It is possible to see Homer as the beginning of a lot of things. (The use of ‘Homer’ here is simply for convenience as a way of referring to The Iliad and The Odyssey and should not be taken as an assertion that there was a single author of those two epics or that if there was such an author, the author had that name). Nevertheless, it may be particularly appropriate to see Homer at the beginning of virtue ethics. There are ways that there is a version of virtue ethics in the Homeric epics related to later virtue ethics in antiquity, and while there is no equivalent version of later metaphysics, epistemology, or political theory.

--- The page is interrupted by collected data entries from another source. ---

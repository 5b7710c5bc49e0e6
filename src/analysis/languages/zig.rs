//! Zig: container declarations are `const` bindings to struct/enum/union.

use super::{BlockStyle, LanguageSpec, VisibilityStyle};
use crate::analysis::ElementKind;

pub(super) fn spec() -> LanguageSpec {
    LanguageSpec::new("zig", "Zig")
        .single_comment("//")
        .blocks(BlockStyle::Braces)
        .visibility(VisibilityStyle::PubKeyword)
        .rule(ElementKind::Function, r"^(\s*(?:pub\s+|export\s+)?fn\s+(\w+))")
        .rule(
            ElementKind::Struct,
            r"^(\s*(?:pub\s+)?const\s+(\w+)\s*=\s*(?:extern\s+|packed\s+)?struct\b)",
        )
        .rule(
            ElementKind::Enum,
            r"^(\s*(?:pub\s+)?const\s+(\w+)\s*=\s*enum\b)",
        )
        .rule(
            ElementKind::Union,
            r"^(\s*(?:pub\s+)?const\s+(\w+)\s*=\s*union\b)",
        )
        .rule(
            ElementKind::Import,
            r"^(\s*(?:pub\s+)?const\s+(\w+)\s*=\s*@import\()",
        )
        .rule(
            ElementKind::Constant,
            r"^(\s*(?:pub\s+)?const\s+(\w+)\s*(?::\s*[^=]+)?\s*=)",
        )
        .rule(ElementKind::Variable, r"^(\s*(?:pub\s+)?var\s+(\w+))")
}
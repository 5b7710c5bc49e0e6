/// @file fixture_rust.rs
/// @brief Comprehensive Rust test fixture for parser stress-testing.
/// @details Covers lifetimes, closures, trait objects, async traits,
///          unsafe blocks, pattern matching, generic impls, where clauses,
///          pub(crate) visibility, and advanced macro rules.
// Single line comment
/* Multi-line
   comment */
use std::io;
use std::collections::HashMap;
use std::fmt::{self, Display, Formatter};
use std::sync::{Arc, Mutex};

/* ── Struct with derive and lifetimes ─────────────────────────────────── */

/// A simple struct for testing derive macros and field parsing.
///
/// @brief Holds a single i32 field with Debug/Clone derives.
#[derive(Debug, Clone, PartialEq)]
pub struct MyStruct {
    /// @brief Primary integer field.
    field: i32,
}

/// Struct with lifetime parameter for borrowed data.
///
/// @brief Demonstrates lifetime annotations in struct definitions.
/// @tparam 'a Lifetime of the borrowed string slice.
#[derive(Debug)]
pub struct BorrowedData<'a> {
    /// @brief Reference to externally-owned string data.
    content: &'a str,
    /// @brief Numeric tag for identification.
    tag: u64,
}

/// Generic struct with multiple type parameters and bounds.
///
/// @tparam K Key type; must implement Hash and Eq.
/// @tparam V Value type; must implement Clone.
pub struct TypedMap<K: std::hash::Hash + Eq, V: Clone> {
    /// @brief Internal hash map storage.
    inner: HashMap<K, V>,
}

/* ── Enum with data variants ──────────────────────────────────────────── */

/// Enum with mixed variant types for discriminated union testing.
///
/// @brief Represents either structured data, a simple flag, or a pair.
pub enum MyEnum {
    /// @brief Unit variant carrying no data.
    A,
    /// @brief Tuple variant holding a string payload.
    B(String),
    /// @brief Struct variant with named fields.
    C { x: i32, y: i32 },
}

/* ── Trait and impls ──────────────────────────────────────────────────── */

/// Trait defining a work execution interface.
///
/// @brief Implementors must provide both sync and optional async execution.
pub trait MyTrait {
    /// Execute a unit of work synchronously.
    fn do_work(&self);

    /// Execute work with a context parameter.
    ///
    /// @param ctx Contextual string passed to the implementation.
    /// @return True if work completed successfully.
    fn do_work_with_ctx(&self, ctx: &str) -> bool {
        /* Default implementation logs and delegates */
        println!("ctx: {}", ctx);
        self.do_work();
        true
    }
}

/// Trait with associated type and lifetime.
///
/// @brief Parsers produce items of an associated Output type.
/// @tparam 'a Lifetime of the input data.
pub trait Parser<'a> {
    /// @brief The output type produced by parsing.
    type Output;

    /// Parse input bytes into the associated output type.
    ///
    /// @param input Byte slice to parse.
    /// @return Parsed output or an IO error.
    fn parse(&self, input: &'a [u8]) -> Result<Self::Output, io::Error>;
}

impl MyStruct {
    /// Create a new MyStruct with default field value.
    ///
    /// @return A MyStruct with field initialized to 0.
    fn new() -> Self {
        Self { field: 0 }
    }

    /// Create a MyStruct with a specific value.
    ///
    /// @param val The initial field value.
    /// @return A new MyStruct.
    pub fn with_value(val: i32) -> Self {
        Self { field: val }
    }

    /// Get the current field value.
    ///
    /// @return The stored integer.
    pub fn value(&self) -> i32 {
        self.field
    }

    /// Conditionally update the field.
    ///
    /// @param new_val New value to set.
    /// @return Old value if updated, None if new_val equals current.
    pub fn try_update(&mut self, new_val: i32) -> Option<i32> {
        if new_val == self.field {
            return None;
        }
        let old = self.field;
        self.field = new_val;
        /* Return the previous value wrapped in Some */
        Some(old)
    }
}

impl MyTrait for MyStruct {
    /// Concrete implementation printing the struct.
    fn do_work(&self) {
        println!("{:?}", self);
    }
}

impl Display for MyStruct {
    /// Format MyStruct for user-facing display.
    ///
    /// @param f Formatter to write into.
    /// @return fmt::Result indicating success or failure.
    fn fmt(&self, f: &mut Formatter<'_>) -> fmt::Result {
        write!(f, "MyStruct({})", self.field)
    }
}

/* ── Generic impl with where clause ───────────────────────────────────── */

impl<K, V> TypedMap<K, V>
where
    K: std::hash::Hash + Eq + Display,
    V: Clone + Default,
{
    /// Insert a key-value pair, returning the old value if present.
    ///
    /// @param key The lookup key.
    /// @param value The value to associate with the key.
    /// @return Previous value for this key, or None.
    pub fn insert(&mut self, key: K, value: V) -> Option<V> {
        self.inner.insert(key, value)
    }

    /// Get a cloned value by key reference.
    ///
    /// @param key The key to look up.
    /// @return Cloned value if found, or the default for V.
    pub fn get_or_default(&self, key: &K) -> V {
        match self.inner.get(key) {
            Some(v) => v.clone(),
            None => V::default(),
        }
    }
}

/* ── Module ───────────────────────────────────────────────────────────── */

/// @brief Sub-module containing utility helpers.
pub mod my_module;

/// @brief Inline module with pub(crate) scoped items.
pub(crate) mod internal {
    /// Internal counter not exposed outside the crate.
    pub(crate) static COUNTER: std::sync::atomic::AtomicUsize =
        std::sync::atomic::AtomicUsize::new(0);
}

/* ── Macro rules ──────────────────────────────────────────────────────── */

/// Variadic macro generating a HashMap from key-value pairs.
///
/// @brief Usage: `hashmap!{ "a" => 1, "b" => 2 }`.
macro_rules! hashmap {
    ($($key:expr => $val:expr),* $(,)?) => {{
        let mut map = HashMap::new();
        $(map.insert($key, $val);)*
        map
    }};
}

/// Macro with multiple match arms for different patterns.
macro_rules! my_macro {
    () => {};
    ($x:expr) => { println!("{}", $x) };
    ($x:expr, $($rest:expr),+) => {
        print!("{}, ", $x);
        my_macro!($($rest),+);
    };
}

/* ── Constants and statics ────────────────────────────────────────────── */

/// @brief Compile-time constant for maximum retry attempts.
const MY_CONST: i32 = 42;

/// @brief Mutable static requiring unsafe access.
static MY_STATIC: i32 = 0;

/// @brief Thread-safe lazy-initialized global configuration.
static CONFIG: std::sync::LazyLock<HashMap<String, String>> =
    std::sync::LazyLock::new(|| HashMap::new());

/* ── Type alias ───────────────────────────────────────────────────────── */

/// @brief Alias for a common Result type with IO errors.
pub type IoResult<T> = Result<T, io::Error>;

/// @brief Simple integer alias.
pub type MyAlias = i32;

/* ── Functions ────────────────────────────────────────────────────────── */

/// Top-level function demonstrating multiple return paths.
///
/// @param input Optional string to evaluate.
/// @return Processed string or a fallback default.
pub fn my_function(input: Option<&str>) -> String {
    /* Early return on None */
    let text = match input {
        Some(s) if !s.is_empty() => s,
        Some(_) => return String::from("empty"),
        None => return String::from("none"),
    };
    /* Transform and return */
    text.to_uppercase()
}

/// Async function performing simulated IO.
///
/// @return A greeting string after async computation.
pub async fn async_function() -> String {
    /* Simulate async work */
    String::from("hello async")
}

/// Function accepting a closure with trait bounds.
///
/// @param items Slice of integers to filter.
/// @param predicate Closure returning true for items to keep.
/// @return Vector of items passing the predicate.
pub fn filter_with<F>(items: &[i32], predicate: F) -> Vec<i32>
where
    F: Fn(&i32) -> bool,
{
    items.iter().copied().filter(|x| predicate(x)).collect()
}

/// Function returning a boxed trait object.
///
/// @param use_struct If true, returns MyStruct; otherwise panics.
/// @return A heap-allocated trait object implementing MyTrait.
pub fn create_worker(use_struct: bool) -> Box<dyn MyTrait> {
    if use_struct {
        Box::new(MyStruct::new())
    } else {
        panic!("No alternative implementation available");
    }
}

/// Unsafe function wrapping raw pointer dereference.
///
/// @param ptr Raw pointer to an i32 value.
/// @return The value pointed to by ptr.
/// @safety Caller must ensure ptr is valid and aligned.
pub unsafe fn read_raw(ptr: *const i32) -> i32 {
    /* Dereference raw pointer under unsafe contract */
    *ptr
}

/// Extern "C" function for FFI interoperability.
///
/// @param x Integer to double.
/// @return The input multiplied by 2.
pub extern "C" fn ffi_double(x: i32) -> i32 {
    x * 2
}

/// Function demonstrating exhaustive pattern matching.
///
/// @param val An enum variant to match against.
/// @return A description string for the matched variant.
pub fn describe_enum(val: &MyEnum) -> String {
    match val {
        MyEnum::A => String::from("unit"),
        MyEnum::B(s) => format!("string: {}", s),
        MyEnum::C { x, y } => {
            /* Compute magnitude for struct variant */
            let mag = ((x * x + y * y) as f64).sqrt();
            format!("point({}, {}) mag={:.2}", x, y, mag)
        }
    }
}
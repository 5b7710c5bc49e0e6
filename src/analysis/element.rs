//! Element model produced by the scanner and filled in by enrichment.

use serde::Serialize;
use std::fmt;

use super::doc::DocFields;

/// Marker line appended to extracts that were cut short.
pub const TRUNCATION_MARKER: &str = "    ...";

/// Kind of recognized construct.
#[derive(Debug, Clone, Copy, PartialEq, Eq, Hash, PartialOrd, Ord, Serialize)]
#[serde(rename_all = "snake_case")]
pub enum ElementKind {
    Function,
    Method,
    Class,
    Struct,
    Enum,
    Trait,
    Interface,
    Module,
    Impl,
    Macro,
    Constant,
    Variable,
    TypeAlias,
    Import,
    Decorator,
    CommentSingle,
    CommentMulti,
    Component,
    Protocol,
    Extension,
    Union,
    Namespace,
    Property,
    Signal,
    Typedef,
}

impl ElementKind {
    /// Snake-case identifier, matching the serialized form.
    pub fn as_str(&self) -> &'static str {
        match self {
            ElementKind::Function => "function",
            ElementKind::Method => "method",
            ElementKind::Class => "class",
            ElementKind::Struct => "struct",
            ElementKind::Enum => "enum",
            ElementKind::Trait => "trait",
            ElementKind::Interface => "interface",
            ElementKind::Module => "module",
            ElementKind::Impl => "impl",
            ElementKind::Macro => "macro",
            ElementKind::Constant => "constant",
            ElementKind::Variable => "variable",
            ElementKind::TypeAlias => "type_alias",
            ElementKind::Import => "import",
            ElementKind::Decorator => "decorator",
            ElementKind::CommentSingle => "comment_single",
            ElementKind::CommentMulti => "comment_multi",
            ElementKind::Component => "component",
            ElementKind::Protocol => "protocol",
            ElementKind::Extension => "extension",
            ElementKind::Union => "union",
            ElementKind::Namespace => "namespace",
            ElementKind::Property => "property",
            ElementKind::Signal => "signal",
            ElementKind::Typedef => "typedef",
        }
    }

    /// Upper-case label used in plain listings and search output.
    ///
    /// Both comment kinds collapse to `COMMENT`.
    pub fn label(&self) -> &'static str {
        match self {
            ElementKind::Function => "FUNCTION",
            ElementKind::Method => "METHOD",
            ElementKind::Class => "CLASS",
            ElementKind::Struct => "STRUCT",
            ElementKind::Enum => "ENUM",
            ElementKind::Trait => "TRAIT",
            ElementKind::Interface => "INTERFACE",
            ElementKind::Module => "MODULE",
            ElementKind::Impl => "IMPL",
            ElementKind::Macro => "MACRO",
            ElementKind::Constant => "CONSTANT",
            ElementKind::Variable => "VARIABLE",
            ElementKind::TypeAlias => "TYPE_ALIAS",
            ElementKind::Import => "IMPORT",
            ElementKind::Decorator => "DECORATOR",
            ElementKind::CommentSingle | ElementKind::CommentMulti => "COMMENT",
            ElementKind::Component => "COMPONENT",
            ElementKind::Protocol => "PROTOCOL",
            ElementKind::Extension => "EXTENSION",
            ElementKind::Union => "UNION",
            ElementKind::Namespace => "NAMESPACE",
            ElementKind::Property => "PROPERTY",
            ElementKind::Signal => "SIGNAL",
            ElementKind::Typedef => "TYPEDEF",
        }
    }

    /// Short display tag (2-6 characters) for Markdown output.
    pub fn short_label(&self) -> &'static str {
        match self {
            ElementKind::Function => "fn",
            ElementKind::Method => "method",
            ElementKind::Class => "class",
            ElementKind::Struct => "struct",
            ElementKind::Enum => "enum",
            ElementKind::Trait => "trait",
            ElementKind::Interface => "iface",
            ElementKind::Module => "mod",
            ElementKind::Impl => "impl",
            ElementKind::Macro => "macro",
            ElementKind::Constant => "const",
            ElementKind::Variable => "var",
            ElementKind::TypeAlias => "type",
            ElementKind::Import => "import",
            ElementKind::Decorator => "dec",
            ElementKind::CommentSingle | ElementKind::CommentMulti => "cmt",
            ElementKind::Component => "comp",
            ElementKind::Protocol => "proto",
            ElementKind::Extension => "ext",
            ElementKind::Union => "union",
            ElementKind::Namespace => "ns",
            ElementKind::Property => "prop",
            ElementKind::Signal => "signal",
            ElementKind::Typedef => "tdef",
        }
    }

    /// Resolve an upper-case label back to a kind (search filters use this).
    ///
    /// `COMMENT` resolves to the single-line kind; callers that need both
    /// comment kinds should compare labels instead.
    pub fn from_label(label: &str) -> Option<ElementKind> {
        ElementKind::ALL
            .iter()
            .copied()
            .find(|k| k.label().eq_ignore_ascii_case(label))
    }

    /// Every kind, in declaration order.
    pub const ALL: [ElementKind; 25] = [
        ElementKind::Function,
        ElementKind::Method,
        ElementKind::Class,
        ElementKind::Struct,
        ElementKind::Enum,
        ElementKind::Trait,
        ElementKind::Interface,
        ElementKind::Module,
        ElementKind::Impl,
        ElementKind::Macro,
        ElementKind::Constant,
        ElementKind::Variable,
        ElementKind::TypeAlias,
        ElementKind::Import,
        ElementKind::Decorator,
        ElementKind::CommentSingle,
        ElementKind::CommentMulti,
        ElementKind::Component,
        ElementKind::Protocol,
        ElementKind::Extension,
        ElementKind::Union,
        ElementKind::Namespace,
        ElementKind::Property,
        ElementKind::Signal,
        ElementKind::Typedef,
    ];

    /// Check if this kind can hold nested constructs.
    pub fn is_container(&self) -> bool {
        matches!(
            self,
            ElementKind::Class
                | ElementKind::Struct
                | ElementKind::Module
                | ElementKind::Impl
                | ElementKind::Interface
                | ElementKind::Trait
                | ElementKind::Namespace
                | ElementKind::Enum
                | ElementKind::Extension
                | ElementKind::Protocol
        )
    }

    pub fn is_comment(&self) -> bool {
        matches!(self, ElementKind::CommentSingle | ElementKind::CommentMulti)
    }

    /// Check if constructs of this kind never span more than their own line.
    pub fn is_single_line(&self) -> bool {
        matches!(
            self,
            ElementKind::Import
                | ElementKind::Constant
                | ElementKind::Variable
                | ElementKind::Decorator
                | ElementKind::Macro
                | ElementKind::TypeAlias
                | ElementKind::Typedef
                | ElementKind::Property
        )
    }
}

impl fmt::Display for ElementKind {
    fn fmt(&self, f: &mut fmt::Formatter<'_>) -> fmt::Result {
        write!(f, "{}", self.as_str())
    }
}

/// Visibility of a declaration.
#[derive(Debug, Clone, Copy, PartialEq, Eq, Hash, Serialize)]
#[serde(rename_all = "snake_case")]
pub enum Visibility {
    Public,
    Private,
    Protected,
    Internal,
    FilePrivate,
}

impl Visibility {
    /// Short code shown in reports.
    pub fn as_str(&self) -> &'static str {
        match self {
            Visibility::Public => "pub",
            Visibility::Private => "priv",
            Visibility::Protected => "prot",
            Visibility::Internal => "int",
            Visibility::FilePrivate => "fpriv",
        }
    }
}

impl fmt::Display for Visibility {
    fn fmt(&self, f: &mut fmt::Formatter<'_>) -> fmt::Result {
        write!(f, "{}", self.as_str())
    }
}

/// A comment found inside a construct body.
#[derive(Debug, Clone, PartialEq, Eq, Serialize)]
pub struct BodyComment {
    pub line_start: usize,
    pub line_end: usize,
    /// Comment text with delimiters removed.
    pub text: String,
}

/// A control-exit statement found inside a construct body.
#[derive(Debug, Clone, PartialEq, Eq, Serialize)]
pub struct ExitPoint {
    pub line: usize,
    /// The statement, trimmed.
    pub text: String,
}

/// A recognized construct or comment.
#[derive(Debug, Clone, PartialEq, Serialize)]
pub struct Element {
    /// What was recognized.
    pub kind: ElementKind,
    /// First line (1-indexed, inclusive).
    pub line_start: usize,
    /// Last line (1-indexed, inclusive).
    pub line_end: usize,
    /// Source text, cut to the configured line limit with [`TRUNCATION_MARKER`].
    pub extract: String,
    /// Declared identifier, when the construct has one.
    pub name: Option<String>,
    /// Declaration head on a single line, without a trailing opener or terminator.
    pub signature: Option<String>,
    pub visibility: Option<Visibility>,
    /// Name of the tightest enclosing container.
    pub parent_name: Option<String>,
    /// 0 for top-level elements, 1 for elements nested in a container.
    pub depth: usize,
    /// Base classes or implemented interfaces, as written.
    pub inherits: Option<String>,
    /// For comments: whether code precedes the comment on its first line.
    pub inline: bool,
    pub body_comments: Vec<BodyComment>,
    pub exit_points: Vec<ExitPoint>,
    /// Structured fields from the associated documentation comment.
    pub doc_fields: DocFields,
    /// Index of the language rule that produced this element.
    #[serde(skip)]
    pub rule: Option<usize>,
}

impl Element {
    /// Create an element with no enrichment data.
    pub fn new(kind: ElementKind, line_start: usize, line_end: usize, extract: String) -> Self {
        Self {
            kind,
            line_start,
            line_end,
            extract,
            name: None,
            signature: None,
            visibility: None,
            parent_name: None,
            depth: 0,
            inherits: None,
            inline: false,
            body_comments: Vec::new(),
            exit_points: Vec::new(),
            doc_fields: DocFields::new(),
            rule: None,
        }
    }

    /// First line of the extract.
    pub fn first_line(&self) -> &str {
        self.extract.lines().next().unwrap_or("")
    }

    /// Number of source lines covered.
    pub fn line_count(&self) -> usize {
        self.line_end - self.line_start + 1
    }

    /// Name if present, otherwise the trimmed first line.
    pub fn display_name(&self) -> &str {
        match self.name.as_deref() {
            Some(name) if !name.is_empty() => name,
            _ => self.first_line().trim(),
        }
    }

    /// Location in `L<start>` / `L<start>-<end>` form.
    pub fn location(&self) -> String {
        format_location(self.line_start, self.line_end)
    }
}

/// Format a line range as `L5` or `L5-9`.
pub fn format_location(start: usize, end: usize) -> String {
    if start == end {
        format!("L{}", start)
    } else {
        format!("L{}-{}", start, end)
    }
}

/// Join `lines` into an extract, keeping at most `max_lines` lines.
///
/// When cut, the last kept slot holds [`TRUNCATION_MARKER`].
pub fn build_extract<S: AsRef<str>>(lines: &[S], max_lines: usize) -> String {
    let max_lines = max_lines.max(2);
    if lines.len() <= max_lines {
        return lines
            .iter()
            .map(|l| l.as_ref())
            .collect::<Vec<_>>()
            .join("\n");
    }
    let mut kept: Vec<&str> = lines[..max_lines - 1].iter().map(|l| l.as_ref()).collect();
    kept.push(TRUNCATION_MARKER);
    kept.join("\n")
}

Virtue ethics dominates the way we see ancient ethics and that vein of ancient ethics can be taken back to Homer even if not quite the same as in later more abstract philosophical elaborations, and even lacking in the same vocabulary. What follows will just assume that a language of virtues can be applied to Homer and is not concerned with how far such a language can be found in an explicit way in that literature. The Homeric approach is interestingly different and even superior to the later philosophical reflections in that virtues are shown to varied and conflicting, rather than as part of rationally unified and hierarchically structures.
Virtue theory refers to patterns of human action which come from and enhance human flourishing, along with the connections between a life of such actions and philosophical reflection on ethics. For the ancients, such philosophical activity is itself a form of virtuous action demonstrating the benefits to a good human life of the use of reason in this way. The Homeric epics show various patterns of human action as more or less admirable as expressions of life, while poetry itself is put forward as the central way of passing on the examples of virtues, and so is in some sense virtuous, though as with the general approach to virtues, there is considerable ambiguity. For example, Odysseus’ wish to be famous, that is remembered in poetry, itself creates dangers.
At the centre of The Iliad we see that centrality of skill and courage in battle in judging any male human life as worthwhile. This attitude does not appear unrevised in the later philosophical texts, such as those of Plato and Aristotle, but there is some continuity. The second class of guardians in Plato’s Republic are warriors, as a form of spirited passion guided by reason to master the desires. Courage in war to defend the home state is a virtue discussed by Aristotle a few times in the Nicomachean Ethics, even if in contrast with Homeric heroes at some moments, Aristotle’s ethical man avoids a rash suicidal courage. The consuming passion of Homeric heroes at some points to fight with disregard for life does not, anyway, create a complete contrast between the ethics of Homer and the ethics of Aristotle. Restraint in war so that a martial spirit is guided by a rational approach to winning the battle appears as admirable in Homer, while Aristotle does recognise reckless courage as preferable to the lack of the virtue of courage to be found in cowardice.
The paragon of courage and martial spirit, Achilles son of a goddess, does move from a kind of spiritedness which leads to a destructive argument with Agamemnon through a passion for revenge in battle, contempt for the corpse of his enemy Hector, to a reconciliation with Hector’s father Priam, allowing a truce in the war so that the Trojans can arrange an appropriate funeral for their dead hero and prince. So Achilles has a virtue of mastering fear in battle and moves towards the virtues that allow sympathy for the grief of an enemy, something like magnanimity maybe.
Odysseus presents another kind of virtue though he has his share of the warrior virtue of courage, which are the virtues of using thought to guide actions, sometimes in more considered reflective ways as in his advice to the Greeks during the Trojan War or in a more immediate intuitive way in his adventures as recounted in The Odyssey. He is sometimes destructively impulsive impulsive in The Odyssey so does not represent pure virtue and his character can be taken as evidence that in this world kings are more virtuous than the average person, but are not pure in virtue.
Odysseus slept when he should have stayed awake as the Aeolian bag of winds guides his ship home to Ithaca, instead of falling asleep near Ithaca so that his crew can open the bag, destroying its power. He demonstrates an extreme degree of rational self-control as virtue in the Sirens episode where he tells his men to tie him to a mast so that he can listen to the Sirens’ song without being able to do anything dangerous as a result. However, this wise precaution is on the advice of the goddess Circe, so suggesting that he lack capacities of virtue sufficient to design a strategy of self-restraint on his own.
From the examples above, we can see that the Homeric heroes contain enormously strong impulses of spirit and have a very mixed capacity to control such impulses, which sometimes require divine intervention to really operate. The same sometimes applies to courage in battle, at least at its most intense and passionate. Virtue in Homer appears in constant conflict and flux regarding possession of virtues and relations between virtues. Passion for battle conflicts with wisdom in stratagem.
The wise prudential virtues of Odysseus contain a capacity for lying for self-preservation even lying to people of good character of his own social station. The capacity for prudential lies gives way to the warrior desire for glory and recognition in the Cyclops passage in The Odyssey. That is Odysseus protects himself by concealing his name, but then seeks glory by revealing his name, which allows divine retribution to be visited upon him. In all virtues in Homer are changeable and conflicting so requiring an art of attempted provisional harmonisation, not so obvious in the more rationalistic accounts of virtue in philosophers.